What lines in the listing below hold the string "creating"? Please copy them out.

__DATA__:
○ ○ ○ ○
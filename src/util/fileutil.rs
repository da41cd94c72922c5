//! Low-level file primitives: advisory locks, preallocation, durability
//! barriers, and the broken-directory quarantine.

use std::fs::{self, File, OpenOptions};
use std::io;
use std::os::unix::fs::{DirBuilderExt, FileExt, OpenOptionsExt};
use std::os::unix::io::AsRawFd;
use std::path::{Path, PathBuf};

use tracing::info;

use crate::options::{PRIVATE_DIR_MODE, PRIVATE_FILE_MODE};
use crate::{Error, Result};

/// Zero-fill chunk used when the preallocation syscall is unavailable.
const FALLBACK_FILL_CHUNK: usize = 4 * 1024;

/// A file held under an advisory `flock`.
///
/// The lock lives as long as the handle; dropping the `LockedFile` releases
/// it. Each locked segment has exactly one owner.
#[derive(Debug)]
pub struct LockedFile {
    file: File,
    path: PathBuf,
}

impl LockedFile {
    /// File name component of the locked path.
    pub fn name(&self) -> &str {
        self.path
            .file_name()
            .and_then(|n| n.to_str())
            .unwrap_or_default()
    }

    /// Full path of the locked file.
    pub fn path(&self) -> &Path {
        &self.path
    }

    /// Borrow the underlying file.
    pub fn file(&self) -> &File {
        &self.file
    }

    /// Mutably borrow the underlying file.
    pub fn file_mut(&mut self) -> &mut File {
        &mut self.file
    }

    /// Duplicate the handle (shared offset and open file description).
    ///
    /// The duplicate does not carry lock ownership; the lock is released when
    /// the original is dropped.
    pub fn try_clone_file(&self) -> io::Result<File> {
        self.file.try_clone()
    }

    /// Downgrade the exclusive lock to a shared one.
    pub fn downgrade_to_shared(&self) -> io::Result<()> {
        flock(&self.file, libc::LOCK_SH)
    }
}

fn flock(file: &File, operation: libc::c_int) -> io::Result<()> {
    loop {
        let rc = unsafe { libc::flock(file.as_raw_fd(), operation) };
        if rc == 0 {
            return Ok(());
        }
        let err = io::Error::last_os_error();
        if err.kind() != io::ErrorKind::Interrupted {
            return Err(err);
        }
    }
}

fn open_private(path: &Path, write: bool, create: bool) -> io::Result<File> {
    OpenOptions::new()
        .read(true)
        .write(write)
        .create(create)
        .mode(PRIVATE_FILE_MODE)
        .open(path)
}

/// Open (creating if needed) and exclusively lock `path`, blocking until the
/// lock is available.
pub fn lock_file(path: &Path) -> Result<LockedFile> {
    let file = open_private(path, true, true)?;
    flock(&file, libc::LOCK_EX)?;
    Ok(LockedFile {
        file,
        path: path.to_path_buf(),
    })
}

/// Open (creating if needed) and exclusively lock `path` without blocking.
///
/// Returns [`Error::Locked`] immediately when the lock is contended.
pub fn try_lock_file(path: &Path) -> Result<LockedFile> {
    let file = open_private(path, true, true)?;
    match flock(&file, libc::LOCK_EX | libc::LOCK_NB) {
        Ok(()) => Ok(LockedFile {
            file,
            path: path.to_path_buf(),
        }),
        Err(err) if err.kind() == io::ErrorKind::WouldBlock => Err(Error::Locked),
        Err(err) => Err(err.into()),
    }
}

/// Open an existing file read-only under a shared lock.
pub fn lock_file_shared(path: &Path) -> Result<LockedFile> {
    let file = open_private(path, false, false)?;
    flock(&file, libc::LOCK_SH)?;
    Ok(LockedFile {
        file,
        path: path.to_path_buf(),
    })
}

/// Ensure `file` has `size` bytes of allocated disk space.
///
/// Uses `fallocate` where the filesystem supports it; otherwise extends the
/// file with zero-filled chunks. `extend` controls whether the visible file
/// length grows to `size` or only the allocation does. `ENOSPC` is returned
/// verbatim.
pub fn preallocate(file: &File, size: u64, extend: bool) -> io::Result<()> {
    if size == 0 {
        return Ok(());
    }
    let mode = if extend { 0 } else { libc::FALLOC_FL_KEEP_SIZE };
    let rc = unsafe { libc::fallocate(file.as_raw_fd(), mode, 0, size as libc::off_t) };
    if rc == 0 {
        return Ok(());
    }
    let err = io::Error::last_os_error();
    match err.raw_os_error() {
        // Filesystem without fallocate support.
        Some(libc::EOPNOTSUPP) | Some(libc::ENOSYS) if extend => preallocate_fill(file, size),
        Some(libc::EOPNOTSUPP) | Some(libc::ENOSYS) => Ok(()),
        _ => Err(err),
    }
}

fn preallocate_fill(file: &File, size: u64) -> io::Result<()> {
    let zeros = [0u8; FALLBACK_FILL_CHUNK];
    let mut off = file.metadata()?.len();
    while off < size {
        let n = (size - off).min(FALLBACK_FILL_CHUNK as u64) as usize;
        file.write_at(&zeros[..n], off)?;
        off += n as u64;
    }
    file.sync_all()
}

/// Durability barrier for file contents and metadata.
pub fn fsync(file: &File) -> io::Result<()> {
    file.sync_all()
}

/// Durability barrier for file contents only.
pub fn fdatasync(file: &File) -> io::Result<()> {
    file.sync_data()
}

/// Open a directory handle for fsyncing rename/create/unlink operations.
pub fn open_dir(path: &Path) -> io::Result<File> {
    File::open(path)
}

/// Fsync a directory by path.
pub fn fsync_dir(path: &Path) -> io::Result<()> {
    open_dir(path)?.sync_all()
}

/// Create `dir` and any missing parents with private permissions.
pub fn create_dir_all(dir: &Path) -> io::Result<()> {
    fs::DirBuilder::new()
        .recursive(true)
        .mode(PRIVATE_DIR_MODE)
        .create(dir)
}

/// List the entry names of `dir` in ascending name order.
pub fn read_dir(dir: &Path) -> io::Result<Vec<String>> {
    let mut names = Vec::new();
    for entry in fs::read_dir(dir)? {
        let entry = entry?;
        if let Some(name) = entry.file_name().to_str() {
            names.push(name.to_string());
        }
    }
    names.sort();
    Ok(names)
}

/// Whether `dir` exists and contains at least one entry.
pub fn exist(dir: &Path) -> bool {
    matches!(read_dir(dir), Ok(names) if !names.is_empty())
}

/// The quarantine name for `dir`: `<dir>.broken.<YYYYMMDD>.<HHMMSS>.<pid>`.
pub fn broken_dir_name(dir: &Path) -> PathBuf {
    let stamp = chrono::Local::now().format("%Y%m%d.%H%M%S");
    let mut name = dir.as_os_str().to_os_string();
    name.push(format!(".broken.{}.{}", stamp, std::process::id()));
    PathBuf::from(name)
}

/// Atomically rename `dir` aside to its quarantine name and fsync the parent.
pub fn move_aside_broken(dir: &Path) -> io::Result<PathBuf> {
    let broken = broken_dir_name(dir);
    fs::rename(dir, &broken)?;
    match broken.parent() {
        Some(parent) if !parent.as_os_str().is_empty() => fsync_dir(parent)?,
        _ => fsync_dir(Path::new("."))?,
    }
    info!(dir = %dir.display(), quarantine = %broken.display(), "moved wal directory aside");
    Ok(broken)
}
○ ○ ○ ○
__RESPONSE TO THE TASK__:
/// Open (creating if needed) and exclusively lock `path`, blocking until the
/// Open (creating if needed) and exclusively lock `path` without blocking.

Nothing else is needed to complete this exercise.